Items from a dataset:
---

//! Core types for the Phenomind analytics pipeline
//!
//! This module defines the records that cross the crate boundary: the patient
//! context and biomarker series consumed by the pipeline, the intermediate
//! trend and driver values, and the report documents produced at the end.

use serde::{Deserialize, Serialize};

/// Biomarker channel tracked in a patient's daily series
#[derive(Debug, Clone, Copy, PartialEq, Eq, PartialOrd, Ord, Hash, Serialize, Deserialize)]
#[serde(rename_all = "lowercase")]
pub enum Channel {
    Sleep,
    Hrv,
    Activity,
    Mood,
}

impl Channel {
    /// All channels in enumeration order
    pub const ALL: [Channel; 4] = [Channel::Sleep, Channel::Hrv, Channel::Activity, Channel::Mood];

    pub fn as_str(&self) -> &'static str {
        match self {
            Channel::Sleep => "sleep",
            Channel::Hrv => "hrv",
            Channel::Activity => "activity",
            Channel::Mood => "mood",
        }
    }
}

/// One day's observation in a patient's biomarker series
#[derive(Debug, Clone, PartialEq, Serialize, Deserialize)]
pub struct TrendPoint {
    /// Ordered day label (opaque, never parsed as a date)
    pub day: String,
    /// Self-reported mood score
    pub mood: f64,
    /// Sleep duration (hours)
    pub sleep: f64,
    /// Heart rate variability (ms)
    pub hrv: f64,
    /// Daily step count
    pub activity: f64,
}

impl TrendPoint {
    /// Value recorded for a channel
    pub fn value(&self, channel: Channel) -> f64 {
        match channel {
            Channel::Sleep => self.sleep,
            Channel::Hrv => self.hrv,
            Channel::Activity => self.activity,
            Channel::Mood => self.mood,
        }
    }
}

/// Mean of each channel over the current window
#[derive(Debug, Clone, Copy, Default, PartialEq, Serialize, Deserialize)]
pub struct Averages {
    pub sleep: f64,
    pub hrv: f64,
    pub activity: f64,
    pub mood: f64,
}

impl Averages {
    pub fn get(&self, channel: Channel) -> f64 {
        match channel {
            Channel::Sleep => self.sleep,
            Channel::Hrv => self.hrv,
            Channel::Activity => self.activity,
            Channel::Mood => self.mood,
        }
    }
}

/// Current-window vs. prior-window comparison for one channel
#[derive(Debug, Clone, Copy, PartialEq, Serialize, Deserialize)]
#[serde(rename_all = "camelCase")]
pub struct TrendSummary {
    pub current: f64,
    pub previous: f64,
    pub change: f64,
    pub percent_change: f64,
}

/// Per-channel trend summaries; a channel is absent when history is insufficient
#[derive(Debug, Clone, Copy, Default, PartialEq, Serialize, Deserialize)]
pub struct TrendSet {
    #[serde(skip_serializing_if = "Option::is_none")]
    pub sleep: Option<TrendSummary>,
    #[serde(skip_serializing_if = "Option::is_none")]
    pub hrv: Option<TrendSummary>,
    #[serde(skip_serializing_if = "Option::is_none")]
    pub activity: Option<TrendSummary>,
    #[serde(skip_serializing_if = "Option::is_none")]
    pub mood: Option<TrendSummary>,
}

impl TrendSet {
    pub fn get(&self, channel: Channel) -> Option<&TrendSummary> {
        match channel {
            Channel::Sleep => self.sleep.as_ref(),
            Channel::Hrv => self.hrv.as_ref(),
            Channel::Activity => self.activity.as_ref(),
            Channel::Mood => self.mood.as_ref(),
        }
    }

    pub fn set(&mut self, channel: Channel, summary: TrendSummary) {
        let slot = match channel {
            Channel::Sleep => &mut self.sleep,
            Channel::Hrv => &mut self.hrv,
            Channel::Activity => &mut self.activity,
            Channel::Mood => &mut self.mood,
        };
        *slot = Some(summary);
    }

    pub fn is_empty(&self) -> bool {
        Channel::ALL.iter().all(|c| self.get(*c).is_none())
    }
}

/// Direction of a biomarker change
#[derive(Debug, Clone, Copy, PartialEq, Eq, Serialize, Deserialize)]
#[serde(rename_all = "lowercase")]
pub enum Direction {
    Increasing,
    Decreasing,
}

impl Direction {
    pub fn of(change: f64) -> Self {
        if change < 0.0 {
            Direction::Decreasing
        } else {
            Direction::Increasing
        }
    }
}

/// A channel identified as driving the patient's risk change
#[derive(Debug, Clone, PartialEq, Serialize, Deserialize)]
#[serde(rename_all = "camelCase")]
pub struct BiomarkerDriver {
    /// Display label
    pub factor: String,
    pub channel: Channel,
    /// Normalized importance (0 - 0.85)
    pub importance: f64,
    pub direction: Direction,
    /// Raw change between windows
    pub change: f64,
    /// Absolute percentage change between windows
    pub percent_change: f64,
}

/// Wearable device baselines attached to a patient
#[derive(Debug, Clone, Default, PartialEq, Serialize, Deserialize)]
#[serde(rename_all = "camelCase")]
pub struct WearableBaselines {
    /// Personal HRV baseline (ms)
    #[serde(default)]
    pub hrv_baseline: Option<f64>,
    /// Daily step goal
    #[serde(default)]
    pub steps_goal: Option<u32>,
    /// Device-reported average daily steps
    #[serde(default)]
    pub steps_avg: Option<f64>,
}

/// Read-only clinical context for one patient
#[derive(Debug, Clone, Default, PartialEq, Serialize, Deserialize)]
#[serde(rename_all = "camelCase")]
pub struct PatientContext {
    /// Risk score (0-100)
    #[serde(default)]
    pub risk_score: Option<f64>,
    /// Short diagnosis code (e.g. "MDD", "GAD")
    #[serde(default)]
    pub disorder: String,
    /// Full diagnosis name
    #[serde(default)]
    pub disorder_full: String,
    #[serde(default)]
    pub wearable: Option<WearableBaselines>,
    #[serde(default)]
    pub medications: Vec<String>,
}

/// Recommendation category
#[derive(Debug, Clone, Copy, PartialEq, Eq, Serialize, Deserialize)]
#[serde(rename_all = "lowercase")]
pub enum RecommendationType {
    Risk,
    Sleep,
    Hrv,
    Activity,
    Disorder,
    Mood,
    Medication,
    Positive,
}

/// Recommendation priority; declaration order is the sort rank
#[derive(Debug, Clone, Copy, PartialEq, Eq, PartialOrd, Ord, Hash, Serialize, Deserialize)]
#[serde(rename_all = "lowercase")]
pub enum Priority {
    Critical,
    High,
    Medium,
    Low,
}

impl Priority {
    pub fn rank(&self) -> u8 {
        match self {
            Priority::Critical => 0,
            Priority::High => 1,
            Priority::Medium => 2,
            Priority::Low => 3,
        }
    }
}

/// A clinical recommendation emitted by the rule engine
#[derive(Debug, Clone, PartialEq, Serialize, Deserialize)]
pub struct Recommendation {
    #[serde(rename = "type")]
    pub kind: RecommendationType,
    pub priority: Priority,
    pub message: String,
    pub reason: String,
    /// Opaque workflow code
    pub action: String,
}

impl Recommendation {
    pub fn new(
        kind: RecommendationType,
        priority: Priority,
        message: impl Into<String>,
        reason: impl Into<String>,
        action: impl Into<String>,
    ) -> Self {
        Self {
            kind,
            priority,
            message: message.into(),
            reason: reason.into(),
            action: action.into(),
        }
    }
}

/// Patient analytics request: context plus chronologically ordered series
#[derive(Debug, Clone, Default, Serialize, Deserialize)]
pub struct AnalyticsRequest {
    pub patient: PatientContext,
    #[serde(default)]
    pub series: Vec<TrendPoint>,
}

/// Unrounded result of a single-patient computation
#[derive(Debug, Clone, PartialEq)]
pub struct PatientAnalytics {
    pub risk_score: Option<f64>,
    /// Current-window averages; `None` when the series is empty
    pub averages: Option<Averages>,
    pub trends: TrendSet,
    pub recommendations: Vec<Recommendation>,
    pub biomarker_drivers: Vec<BiomarkerDriver>,
}

/// Encoded single-patient analytics document
#[derive(Debug, Clone, PartialEq, Serialize, Deserialize)]
#[serde(rename_all = "camelCase")]
pub struct AnalyticsReport {
    pub risk_score: f64,
    #[serde(skip_serializing_if = "Option::is_none")]
    pub averages: Option<Averages>,
    pub trends: TrendSet,
    pub recommendations: Vec<Recommendation>,
    pub biomarker_drivers: Vec<BiomarkerDriver>,
}

/// Minimal patient record consumed by population analytics
#[derive(Debug, Clone, Default, PartialEq, Serialize, Deserialize)]
#[serde(rename_all = "camelCase")]
pub struct PopulationMember {
    #[serde(default)]
    pub risk_score: Option<f64>,
    #[serde(default)]
    pub disorder_full: String,
}

/// Patient counts per risk band
#[derive(Debug, Clone, Copy, Default, PartialEq, Eq, Serialize, Deserialize)]
pub struct RiskDistribution {
    pub high: usize,
    pub moderate: usize,
    pub low: usize,
}

/// Cohort-level risk summary
#[derive(Debug, Clone, Default, PartialEq, Serialize, Deserialize)]
#[serde(rename_all = "camelCase")]
pub struct PopulationSummary {
    pub total_patients: usize,
    pub risk_distribution: RiskDistribution,
    pub average_risk_score: f64,
    pub high_risk_percentage: f64,
}

/// Risk-band counts for one disorder
#[derive(Debug, Clone, PartialEq, Eq, Serialize, Deserialize)]
#[serde(rename_all = "camelCase")]
pub struct DisorderBreakdownEntry {
    pub disorder: String,
    pub total_patients: usize,
    pub high_risk: usize,
    pub moderate_risk: usize,
    pub low_risk: usize,
}

/// Descriptive statistics over present risk scores
#[derive(Debug, Clone, Copy, PartialEq, Serialize, Deserialize)]
#[serde(rename_all = "camelCase")]
pub struct RiskStatistics {
    pub min: f64,
    pub max: f64,
    pub mean: f64,
    pub median: f64,
    pub std_dev: f64,
}

/// Complete population analytics document
#[derive(Debug, Clone, Default, PartialEq, Serialize, Deserialize)]
pub struct PopulationReport {
    pub summary: PopulationSummary,
    pub breakdown: Vec<DisorderBreakdownEntry>,
    pub statistics: Option<RiskStatistics>,
}

/// Producer metadata carried by a provenance envelope
#[derive(Debug, Clone, PartialEq, Serialize, Deserialize)]
#[serde(rename_all = "camelCase")]
pub struct ReportProducer {
    pub name: String,
    pub version: String,
    pub instance_id: String,
}

/// A report wrapped with producer and computation time
#[derive(Debug, Clone, PartialEq, Serialize, Deserialize)]
#[serde(rename_all = "camelCase")]
pub struct ProvenancedReport<T> {
    pub producer: ReportProducer,
    /// RFC 3339 timestamp of the computation
    pub computed_at_utc: String,
    pub report: T,
}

---

Go through the entries above, and wherever a line holds the word "single", copy that line.

/// Unrounded result of a single-patient computation
/// Encoded single-patient analytics document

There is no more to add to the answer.